By yesterday evening, news that the London conference had come to a messy, inconclusive end had yet to reach Kalandia refugee camp.
It was hardly surprising as no one was aware the negotiations had even begun. Among this clutter of concrete homes on Jerusalem's dusty outer rim, the very words "peace process" have long ago dropped from the daily vocabulary.
Khaled, a 20-year-old refugee, received the news with indifference. "It's no surprise. There can never be a peace deal with Netanyahu. We will give up everything and he will say it is still not enough," he said.

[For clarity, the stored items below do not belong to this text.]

use super::Oid;
use serde::Deserialize;

#[derive(Clone, Debug, PartialEq, Deserialize)]
#[serde(rename_all = "snake_case")]
pub enum ContentType {
    File,
    Dir,
    Symlink,
    Submodule,
}

/// File metadata returned by the contents endpoint.
///
/// Only the fields needed to update a file are required; the blob `sha` is
/// optional so that a payload missing it decodes instead of failing.
#[derive(Clone, Debug, Deserialize)]
pub struct ContentFile {
    pub name: String,
    pub path: String,
    pub sha: Option<Oid>,
    pub size: Option<u64>,
    #[serde(rename = "type")]
    pub content_type: Option<ContentType>,
    pub encoding: Option<String>,
    pub url: Option<String>,
    pub html_url: Option<String>,
    pub download_url: Option<String>,
}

He has been in trouble with the Israeli police enough times in the last few years to keep his family name to himself. Khaled's opinion has clout. With a handful of stones each, he and a few hundred teenagers from the 7,100-strong Kalandia camp can turn the twisting road from Jerusalem north to the Palestinian city of Ramallah into a war-zone in minutes.

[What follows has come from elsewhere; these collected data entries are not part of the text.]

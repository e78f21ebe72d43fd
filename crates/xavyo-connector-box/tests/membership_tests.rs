//! Group membership reconciliation through user updates.

mod common;

use std::sync::Arc;

use common::{box_error, connector_over, FakeBox};
use xavyo_connector::prelude::*;
use xavyo_connector_box::HttpMethod;

const USER: &str = "11446498";

fn fixture() -> Arc<FakeBox> {
    Arc::new(
        FakeBox::new()
            .with_user(USER, "ceo@example.com", "Aaron Levie")
            .with_group("A", "Alpha")
            .with_group("B", "Bravo")
            .with_group("C", "Charlie")
            .with_group("D", "Delta")
            .with_membership(USER, "A", "member")
            .with_membership(USER, "B", "member")
            .with_membership(USER, "C", "member"),
    )
}

fn uid() -> Uid {
    Uid::with_name_hint(USER, Name::new("ceo@example.com"))
}

#[tokio::test]
async fn test_partial_add_and_remove() {
    let fake = fixture();
    let connector = connector_over(fake.clone(), 100);

    connector
        .update_delta(
            ACCOUNT_OBJECT_CLASS,
            &uid(),
            AttributeDeltaSet::new().with(AttributeDelta::add_remove(
                "group_membership",
                ["D"],
                ["B"],
            )),
        )
        .await
        .unwrap();

    assert_eq!(fake.groups_of(USER), vec!["A", "C", "D"]);
}

#[tokio::test]
async fn test_adding_existing_membership_is_idempotent() {
    let fake = fixture();
    let connector = connector_over(fake.clone(), 100);

    connector
        .update_delta(
            ACCOUNT_OBJECT_CLASS,
            &uid(),
            AttributeDeltaSet::new().with(AttributeDelta::add_remove(
                "group_membership",
                ["A"],
                Vec::<String>::new(),
            )),
        )
        .await
        .unwrap();

    assert_eq!(fake.groups_of(USER), vec!["A", "B", "C"]);
}

#[tokio::test]
async fn test_replace_reconciles_to_the_desired_set() {
    let fake = fixture();
    let connector = connector_over(fake.clone(), 100);

    connector
        .update_delta(
            ACCOUNT_OBJECT_CLASS,
            &uid(),
            AttributeDeltaSet::new()
                .with(AttributeDelta::replace("group_membership", ["C", "D"])),
        )
        .await
        .unwrap();

    assert_eq!(fake.groups_of(USER), vec!["C", "D"]);
    // One listing serves both the diff and the removals.
    let listings = fake
        .calls()
        .iter()
        .filter(|call| *call == "GET /users/11446498/memberships")
        .count();
    assert_eq!(listings, 1);
}

#[tokio::test]
async fn test_clearing_memberships_removes_all() {
    let fake = fixture();
    let connector = connector_over(fake.clone(), 100);

    connector
        .update_delta(
            ACCOUNT_OBJECT_CLASS,
            &uid(),
            AttributeDeltaSet::new().with(AttributeDelta::clear("group_membership")),
        )
        .await
        .unwrap();

    assert!(fake.groups_of(USER).is_empty());
}

#[tokio::test]
async fn test_first_failure_is_reported_after_all_changes_run() {
    let fake = fixture();
    fake.fail_next(
        HttpMethod::Post,
        "/group_memberships",
        box_error(403, "access_denied_insufficient_permissions", "Forbidden"),
    );
    let connector = connector_over(fake.clone(), 100);

    let err = connector
        .update_delta(
            ACCOUNT_OBJECT_CLASS,
            &uid(),
            AttributeDeltaSet::new().with(AttributeDelta::add_remove(
                "group_membership",
                ["D"],
                ["B"],
            )),
        )
        .await
        .unwrap_err();

    assert!(matches!(err, ConnectorError::PermissionDenied { .. }), "got {err:?}");
    // The removal still ran.
    assert_eq!(fake.groups_of(USER), vec!["A", "C"]);
}

#[tokio::test]
async fn test_field_changes_and_memberships_in_one_update() {
    let fake = fixture();
    let connector = connector_over(fake.clone(), 100);

    connector
        .update_delta(
            ACCOUNT_OBJECT_CLASS,
            &uid(),
            AttributeDeltaSet::new()
                .with(AttributeDelta::replace_single("job_title", "Chair"))
                .with(AttributeDelta::add_remove(
                    "group_membership",
                    ["D"],
                    Vec::<String>::new(),
                )),
        )
        .await
        .unwrap();

    assert_eq!(fake.user(USER).unwrap()["job_title"], "Chair");
    assert_eq!(fake.groups_of(USER), vec!["A", "B", "C", "D"]);
    assert_eq!(fake.calls()[0], "PUT /users/11446498");
}

#[tokio::test]
async fn test_membership_only_update_skips_put() {
    let fake = fixture();
    let connector = connector_over(fake.clone(), 100);

    connector
        .update_delta(
            ACCOUNT_OBJECT_CLASS,
            &uid(),
            AttributeDeltaSet::new().with(AttributeDelta::add_remove(
                "group_membership",
                Vec::<String>::new(),
                ["A"],
            )),
        )
        .await
        .unwrap();

    assert!(!fake.calls().iter().any(|call| call.starts_with("PUT")));
    assert_eq!(fake.groups_of(USER), vec!["B", "C"]);
}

This - one of the most radical of the many Palestinian camps - is the West Bank's hair-trigger. "The second Intifada is coming, bigger than the first. This time it will be with guns," Khaled swore, voicing the implicit threat which hung over London and all the other failed negotiations of the past year.
"Yasser Arafat often tells visitors from Western Europe that the looming revolt will make the first Intifada "look like a picnic". It is a threat often made, but no one on the West Bank is sure when it might become reality. Bassem Al-Mouhtaseb, a Palestinian businessman with a shop nearby on the Ramallah road has an active interest in the question.

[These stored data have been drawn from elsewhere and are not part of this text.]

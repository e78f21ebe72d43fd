//! Attribute mapping between host attribute sets and Box JSON.
//!
//! Mapping is strict: unknown attributes, wrong value types and multiple
//! values for a single-valued attribute are rejected rather than dropped.

use chrono::{DateTime, Utc};
use serde_json::{json, Map, Value};
use xavyo_connector::error::{ConnectorError, ConnectorResult};
use xavyo_connector::operation::{
    AttributeDelta, AttributeDeltaSet, AttributeSet, AttributeValue, ConnectorObject, Name, Uid,
};
use xavyo_connector::schema::AttributeDataType;

use crate::membership::MembershipEdge;
use crate::schema::{AttributeDefinition, Binding, ObjectClassSchema, Projection};

/// Box status values for `__ENABLE__`.
const STATUS_ACTIVE: &str = "active";
const STATUS_INACTIVE: &str = "inactive";

/// One user or group as returned by the API.
#[derive(Debug, Clone, PartialEq)]
pub struct RemoteResource(Map<String, Value>);

impl RemoteResource {
    pub fn from_value(value: Value) -> ConnectorResult<Self> {
        match value {
            Value::Object(map) => Ok(Self(map)),
            other => Err(ConnectorError::Serialization {
                message: format!("expected a JSON object, got {other}"),
            }),
        }
    }

    pub fn id(&self) -> Option<&str> {
        self.0.get("id").and_then(Value::as_str)
    }

    pub fn get(&self, field: &str) -> Option<&Value> {
        self.0.get(field)
    }

    pub fn str_field(&self, field: &str) -> Option<&str> {
        self.get(field).and_then(Value::as_str)
    }
}

/// Body of a create call plus the work that has to follow it.
#[derive(Debug, Clone, PartialEq)]
pub struct CreatePayload {
    pub body: Map<String, Value>,
    /// Value of the identity field (login or group name).
    pub name: String,
    /// Group ids the new user should be added to once it exists.
    pub memberships: Vec<String>,
}

/// How an update changes a user's group memberships.
#[derive(Debug, Clone, PartialEq, Eq)]
pub enum MembershipChange {
    /// Add and remove individual groups.
    Partial { add: Vec<String>, remove: Vec<String> },
    /// Make the memberships exactly this set.
    Replace(Vec<String>),
}

/// Everything one `update_delta` call has to do.
#[derive(Debug, Clone, Default, PartialEq)]
pub struct UpdatePlan {
    /// Fields for the resource's `PUT`, identity included when it changes.
    pub payload: Map<String, Value>,
    /// New identity value, when `__NAME__` is replaced.
    pub identity: Option<String>,
    pub memberships: Option<MembershipChange>,
}

/// Translates between host attributes and the JSON of one object class.
#[derive(Debug, Clone, Copy)]
pub struct AttributeMapper<'s> {
    schema: &'s ObjectClassSchema,
}

impl<'s> AttributeMapper<'s> {
    pub fn new(schema: &'s ObjectClassSchema) -> Self {
        Self { schema }
    }

    fn definition(&self, name: &str) -> ConnectorResult<&'s AttributeDefinition> {
        self.schema.definition(name).ok_or_else(|| {
            ConnectorError::invalid_attribute(
                name,
                format!("unknown attribute for {}", self.schema.class().host_name()),
            )
        })
    }

    /// Build the body of a create call.
    pub fn to_create_payload(&self, attributes: &AttributeSet) -> ConnectorResult<CreatePayload> {
        let mut body = Map::new();
        let mut memberships = Vec::new();

        for (name, values) in attributes.iter() {
            let definition = self.definition(name)?;
            if !definition.creatable {
                return Err(ConnectorError::invalid_attribute(
                    name,
                    "attribute cannot be set on create",
                ));
            }

            if definition.binding.is_association() {
                memberships = string_values(definition, values)?;
                continue;
            }
            if values.is_empty() {
                continue;
            }
            if definition.required && is_blank(values) {
                return Err(ConnectorError::missing_required(name));
            }

            body.insert(
                definition.native_name.to_string(),
                encode(definition, values)?,
            );
        }

        for definition in self.schema.definitions().iter().filter(|d| d.required) {
            if !body.contains_key(definition.native_name) {
                return Err(ConnectorError::missing_required(definition.name));
            }
        }

        let identity_field = self.schema.class().identity_field();
        let name = body
            .get(identity_field)
            .and_then(Value::as_str)
            .map(str::to_string)
            .ok_or_else(|| ConnectorError::missing_required(identity_field))?;

        Ok(CreatePayload {
            body,
            name,
            memberships,
        })
    }

    /// Fold one delta into an update plan.
    pub fn apply_delta(&self, delta: &AttributeDelta, plan: &mut UpdatePlan) -> ConnectorResult<()> {
        let definition = self.definition(delta.name())?;
        if !definition.updatable {
            return Err(ConnectorError::invalid_attribute(
                delta.name(),
                "attribute cannot be updated",
            ));
        }

        if definition.binding.is_association() {
            plan.memberships = Some(match delta.values_to_replace() {
                Some(values) => MembershipChange::Replace(string_values(definition, values)?),
                None => MembershipChange::Partial {
                    add: string_values(definition, delta.values_to_add().unwrap_or_default())?,
                    remove: string_values(
                        definition,
                        delta.values_to_remove().unwrap_or_default(),
                    )?,
                },
            });
            return Ok(());
        }

        let Some(values) = delta.values_to_replace() else {
            return Err(ConnectorError::invalid_attribute(
                delta.name(),
                "only replace is supported for this attribute",
            ));
        };

        let encoded = encode(definition, values)?;
        if definition.binding == Binding::Identity {
            plan.identity = encoded.as_str().map(str::to_string);
        }
        plan.payload
            .insert(definition.native_name.to_string(), encoded);
        Ok(())
    }

    /// Turn a whole delta set into an update plan.
    pub fn plan_update(&self, deltas: &AttributeDeltaSet) -> ConnectorResult<UpdatePlan> {
        if deltas.is_empty() {
            return Err(ConnectorError::invalid_attribute(
                "attributes",
                "no attribute changes supplied",
            ));
        }

        let mut plan = UpdatePlan::default();
        for delta in deltas.iter() {
            self.apply_delta(delta, &mut plan)?;
        }
        Ok(plan)
    }

    /// Build the host object for a fetched resource.
    ///
    /// `memberships` must be supplied when the projection includes an
    /// association attribute; otherwise association attributes are left out.
    pub fn from_remote(
        &self,
        resource: &RemoteResource,
        projection: &Projection<'_>,
        memberships: Option<&[MembershipEdge]>,
    ) -> ConnectorResult<ConnectorObject> {
        let class = self.schema.class();
        let id = resource.id().ok_or_else(|| ConnectorError::Serialization {
            message: format!("{} without an id", class.collection()),
        })?;
        let name = resource
            .str_field(class.identity_field())
            .map(Name::new)
            .ok_or_else(|| ConnectorError::Serialization {
                message: format!("{} {id} without {}", class.collection(), class.identity_field()),
            })?;

        let mut attributes = AttributeSet::new();
        for definition in projection.definitions() {
            if let Some(values) = decode(definition, resource, memberships)? {
                attributes.set(definition.name, values);
            }
        }

        Ok(ConnectorObject {
            object_class: class.host_name().to_string(),
            uid: Uid::with_name_hint(id, name.clone()),
            name,
            attributes,
        })
    }
}

fn is_blank(values: &[AttributeValue]) -> bool {
    values
        .iter()
        .all(|v| v.as_string().is_some_and(|s| s.trim().is_empty()))
}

"I would give it a year," he said. "People will wait to see if a Palestinian state will be declared. If there is no state, then maybe there will be no Palestinian Authority and Hamas will take over."
Hamas, the radical Islamic Resistance Movement, is fast winning young converts to its policy of total rejection of Oslo in favour of continued struggle against Israel. While the London meeting got under way, the Hamas leader, Sheikh Ahmed Yassin was in Iran, where he was greeted like a head of state.
A brief period of cohabitation following the elderly cleric's release from prison last September has come to a bitter end and last month, the Islamist leader denounced Mr Arafat's Palestinian Authority (PA) as an "Israeli tool". Even an aspiring capitalist like Mr Mouhtaseb, a natural Fatah follower, is having grave doubts in the leadership.
"Why do we ask for 30 per cent, then 13 per cent?" he asked. "This is all our land."
Using capital amassed in Jordan, Mr Mouhtaseb set up his clothes shop three years ago, thinking there would be a commercial boom after the Oslo agreement. Like many other middle-class Palestinians, he is disillusioned, resigned and thinking about leaving the country.
"Since Bibi [Netanyahu] came, the clock has stopped, the minutes stopped, the years stopped. Bibi is doing nothing for Israelis. The PA is doing nothing for the Palestinians," Mr Mouhtaseb said.
Ghassan Khatib, a Palestinian political analyst, does not anticipate an imminent eruption of unrest following the uninspiring end of the London talks, as Mr Arafat's Fatah party was still in control.
"Nothing can happen on the streets without Fatah encouraging it, and Arafat is very cautious when it comes to using public unrest. He will do it only when he feels it will happen with or without him," Mr Khatib said.
He added that Hamas appeared to keeping a low profile at present, to avoid a comprehensive PA crack down on their grassroots. "But there is an accumulation of frustration. When this frustration will reach a point of explosion, no one can tell."